The field of mitochondrial biology has under gone several paradigms shifts since the early nineties. The pioneering work of Krebs, Chance, and others had brought the field to a plateau with the focus on ATP generation. It was not until the implications of mitochondria’s role in apoptosis and the cell’s health, was there a strong resurgence of interest in mitochondrial biology [1,2]. Since then, a second major road of significance, dug predominantly by D. Wallace, has been in identifying the participation of mitochondria DNA (mtDNA) alterations and damage as a common pathology in unrelated symptoms [3,4]. And third avenue, that mitochondria are not just the isolated organelles pictured in electron micrographs, but dynamic entities that undergo significant morphological changes as a course of their normal function [5].
The mitochondrial genome is a circular double-stranded DNA of more than 16 Kb in humans. It codes for 37 genes including 13 of the more than 1000 proteins indigenous to the mammalian mitochondria. Mitochondrial disorders are a heterogeneous group of diseases that may be characterized by maternal inheritance, heteroplasmy, and threshold effect. Mitochondrial dysfunction and mtDNA damage has been reported in diabetes, alcoholism, cancer, skeletal muscle disorders, and neurodegenerative diseases such as Barth Syndrome, MELAS, ALS, or LHON [6-9]. As one example, several mtDNA mutations have been identified that represent a high risk for the development of diabetes [10-13]. Mutations may take the form of deletions, rearrangements, or missense mutations that interfere with protein synthesis. The etiology for the accumulation of mtDNA mutations and deletions is not completely understood [14-16].
Separate from inborn errors, mutations and deletions of mitochondrial DNA (mtDNA) accumulate as a function of the aging process or from environmental influences and thought responsible for the decline in mitochondrial function [14,17]. Indeed the “mitochondrial theory of aging” is centered on the accumulation of mtDNA mutations and an increase in mitochondrial oxidative stress, creating a “vicious” circle that accelerates this process.

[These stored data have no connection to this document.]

//! Pacing session state
//!
//! Tempo configuration and the observable state of a countdown/metronome run.

use serde::{Deserialize, Serialize};
use std::time::Duration;
use thiserror::Error;

/// Slowest tempo the clock accepts
pub const MIN_BPM: f64 = 20.0;

/// Fastest tempo the clock accepts
pub const MAX_BPM: f64 = 400.0;

/// Pacing clock errors
#[derive(Error, Debug, Clone, PartialEq)]
pub enum PacingError {
    #[error("Invalid tempo: {0} bpm")]
    InvalidTempo(f64),

    #[error("Invalid measure: {0} beats")]
    InvalidMeasure(u32),

    #[error("Countdown cancelled")]
    Cancelled,
}

/// Phase of the pre-roll countdown
#[derive(Debug, Clone, Copy, PartialEq, Eq, Serialize, Deserialize)]
#[serde(rename_all = "lowercase")]
pub enum PacingPhase {
    Idle,
    /// Numbered beats before the cue
    Counting,
    /// The "go" beat
    Cue,
}

impl Default for PacingPhase {
    fn default() -> Self {
        Self::Idle
    }
}

/// Tempo configuration
#[derive(Debug, Clone, Serialize, Deserialize)]
#[serde(rename_all = "camelCase", default)]
pub struct PacingConfig {
    /// Beats per minute
    pub bpm: f64,

    /// Beats in one metronome measure
    pub beats_per_measure: u32,

    /// Numbered beats before the cue beat
    pub countdown_beats: u32,
}

impl Default for PacingConfig {
    fn default() -> Self {
        Self {
            bpm: 120.0,
            beats_per_measure: 4,
            countdown_beats: 4,
        }
    }
}

impl PacingConfig {
    pub fn validate(&self) -> Result<(), PacingError> {
        if !(MIN_BPM..=MAX_BPM).contains(&self.bpm) {
            return Err(PacingError::InvalidTempo(self.bpm));
        }
        if self.beats_per_measure == 0 {
            return Err(PacingError::InvalidMeasure(self.beats_per_measure));
        }
        Ok(())
    }

    /// Length of one beat (`60000 / bpm` milliseconds)
    ///
    /// A tempo outside `MIN_BPM..=MAX_BPM` is clamped into it.
    pub fn beat_period(&self) -> Duration {
        let bpm = if self.bpm.is_nan() {
            MIN_BPM
        } else {
            self.bpm.clamp(MIN_BPM, MAX_BPM)
        };
        Duration::from_secs_f64(60.0 / bpm)
    }

    /// Total countdown length: the numbered beats plus the cue beat
    pub fn countdown_duration(&self) -> Duration {
        self.beat_period() * (self.countdown_beats + 1)
    }
}

/// Observable state of the pacing clock
#[derive(Debug, Clone, Serialize, Deserialize)]
#[serde(rename_all = "camelCase")]
pub struct PacingSession {
    pub bpm: f64,

    /// Highlighted beat within the measure
    pub beat_index: u32,

    pub phase: PacingPhase,

    /// Number currently shown by the countdown overlay
    pub countdown_remaining: Option<u32>,
}

impl PacingSession {
    pub fn new(bpm: f64) -> Self {
        Self {
            bpm,
            beat_index: 0,
            phase: PacingPhase::Idle,
            countdown_remaining: None,
        }
    }
}

#[cfg(test)]
mod tests {
    use super::*;

    #[test]
    fn test_beat_period_at_default_tempo() {
        let config = PacingConfig::default();
        assert_eq!(config.beat_period(), Duration::from_millis(500));
        assert_eq!(config.countdown_duration(), Duration::from_millis(2500));
    }

    #[test]
    fn test_rejects_bad_tempo() {
        let config = PacingConfig {
            bpm: 0.0,
            ..PacingConfig::default()
        };
        assert_eq!(config.validate(), Err(PacingError::InvalidTempo(0.0)));

        let config = PacingConfig {
            bpm: f64::NAN,
            ..PacingConfig::default()
        };
        assert!(config.validate().is_err());
    }

    #[test]
    fn test_rejects_tempo_outside_range() {
        for bpm in [1e-300, 19.9, 400.5, 1e12, f64::INFINITY] {
            let config = PacingConfig {
                bpm,
                ..PacingConfig::default()
            };
            assert_eq!(config.validate(), Err(PacingError::InvalidTempo(bpm)));
        }

        for bpm in [MIN_BPM, MAX_BPM] {
            let config = PacingConfig {
                bpm,
                ..PacingConfig::default()
            };
            assert!(config.validate().is_ok());
        }
    }

    #[test]
    fn test_beat_period_clamps_extreme_tempo() {
        let slow = PacingConfig {
            bpm: 1e-300,
            ..PacingConfig::default()
        };
        assert_eq!(slow.beat_period(), Duration::from_secs(3));

        let fast = PacingConfig {
            bpm: 1e12,
            ..PacingConfig::default()
        };
        assert!((fast.beat_period().as_secs_f64() - 0.15).abs() < 1e-6);

        let nan = PacingConfig {
            bpm: f64::NAN,
            ..PacingConfig::default()
        };
        assert_eq!(nan.beat_period(), Duration::from_secs(3));
    }
}
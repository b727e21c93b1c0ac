//! Export types and configuration
//!
//! Types for writing the recorded takes out as a chorus bundle.

use chrono::{DateTime, Utc};
use serde::{Deserialize, Serialize};
use std::sync::Arc;
use thiserror::Error;

/// Bundle format identifier written to `meta.json`
pub const BUNDLE_FORMAT: &str = "chorus-v1";

/// Export configuration options
#[derive(Debug, Clone, Serialize, Deserialize)]
#[serde(rename_all = "camelCase", default)]
pub struct ExportOptions {
    /// Directory name of the bundle inside the chosen parent directory.
    /// The export is a plain directory, not a zip archive.
    pub bundle_name: String,
    /// Extension used when a take's MIME type is not recognised
    pub default_extension: String,
}

impl Default for ExportOptions {
    fn default() -> Self {
        Self {
            bundle_name: "birthday-chorus".to_string(),
            default_extension: "webm".to_string(),
        }
    }
}

/// Container formats a take may be stored in
#[derive(Debug, Clone, Copy, PartialEq, Eq, Serialize, Deserialize)]
#[serde(rename_all = "lowercase")]
pub enum MediaContainer {
    Webm,
    Mp4,
    Ogg,
}

impl MediaContainer {
    /// Recognise a container from a MIME type such as `video/webm;codecs=vp9`
    pub fn from_mime(mime_type: &str) -> Option<Self> {
        let essence = mime_type.split(';').next().unwrap_or_default().trim();
        let subtype = essence.rsplit('/').next().unwrap_or_default();
        match subtype.to_ascii_lowercase().as_str() {
            "webm" => Some(Self::Webm),
            "mp4" => Some(Self::Mp4),
            "ogg" => Some(Self::Ogg),
            _ => None,
        }
    }

    /// Get the file extension for this container
    pub fn extension(&self) -> &'static str {
        match self {
            MediaContainer::Webm => "webm",
            MediaContainer::Mp4 => "mp4",
            MediaContainer::Ogg => "ogg",
        }
    }
}

/// One take handed to the exporter
#[derive(Debug, Clone)]
pub struct ExportTake {
    pub name: String,
    pub mime_type: String,
    pub duration_secs: Option<f64>,
    pub bytes: Arc<[u8]>,
}

/// Bundle metadata (`meta.json`)
#[derive(Debug, Clone, PartialEq, Serialize, Deserialize)]
#[serde(rename_all = "camelCase")]
pub struct BundleMeta {
    pub version: String,
    pub format: String,
    pub created_at: DateTime<Utc>,
    pub take_count: usize,
}

impl BundleMeta {
    pub fn new(take_count: usize) -> Self {
        Self {
            version: env!("CARGO_PKG_VERSION").to_string(),
            format: BUNDLE_FORMAT.to_string(),
            created_at: Utc::now(),
            take_count,
        }
    }
}

/// One entry of the take manifest (`takes.json`)
#[derive(Debug, Clone, PartialEq, Serialize, Deserialize)]
#[serde(rename_all = "camelCase")]
pub struct TakeManifestEntry {
    pub name: String,
    /// File name relative to the bundle directory
    pub file: String,
    pub mime_type: String,
    pub duration_secs: Option<f64>,
    pub size_bytes: usize,
}

/// Export errors
#[derive(Error, Debug)]
pub enum ExportError {
    #[error("No recordings to export")]
    NoTakes,

    #[error("IO error: {0}")]
    Io(#[from] std::io::Error),

    #[error("JSON error: {0}")]
    Json(#[from] serde_json::Error),

    #[error("Invalid bundle: {0}")]
    InvalidBundle(String),
}

pub type ExportResult<T> = Result<T, ExportError>;

#[cfg(test)]
mod tests {
    use super::*;

    #[test]
    fn test_container_from_mime() {
        assert_eq!(MediaContainer::from_mime("video/webm"), Some(MediaContainer::Webm));
        assert_eq!(
            MediaContainer::from_mime("video/webm;codecs=vp8,opus"),
            Some(MediaContainer::Webm)
        );
        assert_eq!(MediaContainer::from_mime("video/MP4"), Some(MediaContainer::Mp4));
        assert_eq!(MediaContainer::from_mime("application/octet-stream"), None);
        assert_eq!(MediaContainer::from_mime(""), None);
    }
}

Mitochondrial DNA is thought to be at greater risk for oxidant-induced damage due to its close proximity to the electron transport chain and high levels of superoxide production. Also, unlike genomic DNA, mtDNA contains little intron DNA which may serve to absorb damage from chronically elevated oxidative stress. In postmitotic cells, the mitochondrial genome continues to replicate about once a month [18]. Oxidantinduced mtDNA mutations that are not corrected by mitochondrial DNA repair mechanisms are fixed in the mitochondrial genome.

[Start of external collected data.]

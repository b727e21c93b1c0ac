//! Take management commands
//!
//! Save recorded takes into the registry, list and delete them.

use super::chorus::ChorusState;
use super::recording::RecorderState;
use crate::config::ChorusConfig;
use crate::media::{MediaBackend, SimulatedBackend};
use crate::registry::{Clip, ClipRegistry, ClipSummary, GridLayout, RegistryError};
use crate::utils::{AppError, ErrorResponse};
use std::sync::Arc;
use tokio::sync::Mutex;
use uuid::Uuid;

/// Application state for the recorded takes
pub struct AppState {
    pub registry: Arc<Mutex<ClipRegistry>>,
    pub backend: Arc<dyn MediaBackend>,
    pub config: ChorusConfig,
}

impl AppState {
    pub fn new(config: ChorusConfig, backend: Arc<dyn MediaBackend>) -> Self {
        Self {
            registry: Arc::new(Mutex::new(ClipRegistry::new())),
            backend,
            config,
        }
    }
}

impl Default for AppState {
    fn default() -> Self {
        Self::new(ChorusConfig::default(), Arc::new(SimulatedBackend::default()))
    }
}

/// List every saved take in display order
pub async fn list_takes(state: &AppState) -> Vec<ClipSummary> {
    let registry = state.registry.lock().await;
    registry.iter().map(Clip::summary).collect()
}

/// Save the take waiting in the recorder
///
/// An empty or missing name becomes `Recording {n}`.
pub async fn save_take(
    state: &AppState,
    recorder: &RecorderState,
    name: Option<String>,
) -> Result<ClipSummary, ErrorResponse> {
    let mut coordinator = recorder.coordinator.lock().await;
    let pending = coordinator.pending().ok_or_else(|| {
        AppError::from(crate::recorder::RecordingError::NoPendingTake)
    })?;

    // Open before taking the pending take so a failure keeps it
    let source = state.backend.open(&pending.media).map_err(AppError::from)?;
    let take = coordinator.finalize().map_err(AppError::from)?;
    drop(coordinator);

    let mut registry = state.registry.lock().await;
    let name = match name.map(|n| n.trim().to_string()) {
        Some(n) if !n.is_empty() => n,
        _ => format!("Recording {}", registry.len() + 1),
    };

    let clip = Clip::with_id(take.id, name, take.media, source);
    let summary = clip.summary();
    registry.add(clip);

    Ok(summary)
}

/// Delete the take at `index`
///
/// A chorus session that includes the take is stopped first.
pub async fn delete_take(
    state: &AppState,
    chorus: &ChorusState,
    index: usize,
) -> Result<ClipSummary, ErrorResponse> {
    let clip_id = {
        let registry = state.registry.lock().await;
        clip_at(&registry, index)?
    };

    // A start waiting on this take holds the engine until it is cancelled
    if chorus.is_member(clip_id) {
        chorus.cancel_pending_start();
    }

    // Engine before registry, the same order play_chorus takes them in
    let mut engine = chorus.engine.lock().await;
    let mut registry = state.registry.lock().await;

    // The take may have moved while the locks were released
    let index = registry
        .position_of(clip_id)
        .ok_or_else(|| {
            AppError::from(RegistryError::IndexOutOfRange {
                index,
                len: registry.len(),
            })
        })?;

    if engine.is_member(clip_id) {
        tracing::info!("Take {} is playing, stopping chorus before deleting", clip_id);
        engine.stop().await;
    }

    let summary = registry.remove(index).map_err(AppError::from)?;
    Ok(summary)
}

fn clip_at(registry: &ClipRegistry, index: usize) -> Result<Uuid, AppError> {
    registry
        .get(index)
        .map(Clip::id)
        .ok_or(RegistryError::IndexOutOfRange {
            index,
            len: registry.len(),
        })
        .map_err(AppError::from)
}

/// Grid arrangement for the current takes
pub async fn grid_layout(state: &AppState) -> GridLayout {
    state.registry.lock().await.layout()
}
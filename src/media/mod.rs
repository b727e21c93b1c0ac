//! Media adapters
//!
//! The capability interface the playback engine drives, and an in-memory
//! implementation of it.

pub mod simulated;
pub mod traits;

pub use simulated::{
    ClipBehavior, SimulatedBackend, SimulatedCapture, SimulatedClip, SIMULATED_BYTES_PER_SEC,
};
pub use traits::{
    ClipSource, MediaBackend, MediaBuffer, MediaError, MediaResult, ReadyState,
};
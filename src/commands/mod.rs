//! Command handlers
//!
//! The operations a front end calls. Each returns an [`ErrorResponse`]
//! carrying a stable error code on failure.
//!
//! [`ErrorResponse`]: crate::utils::ErrorResponse

pub mod chorus;
pub mod export;
pub mod recording;
pub mod takes;

pub use chorus::ChorusState;
pub use export::ExportState;
pub use recording::RecorderState;
pub use takes::AppState;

Mitochondrial dependent ROS (mtROS) generation has been accepted as the singular cause of mtDNA damage in different pathophysiologic states [19]. However, antioxidant therapy studies have yielded results that range from disappointing to a potentially detrimental effect of antioxidants [20-23]. Other approaches that raise or lower mitochondrial antioxidant capacity have also yielded conflicting results [24,25].
Historically, ROS has been viewed as a waste byproduct of aerobic metabolism. However the cell’s ability to generate specific different oxidant species indicates a useful purpose for normal cell function [26,27]. More recently, this has taken the concept of compartmentalization of signaling; by physical separation of ROS production as well as activation of distinct enzyme complexes [26,27]. Several lines of evidence point towards increased mtROS as a significant cause of mitochondrial dysfunction [28-34].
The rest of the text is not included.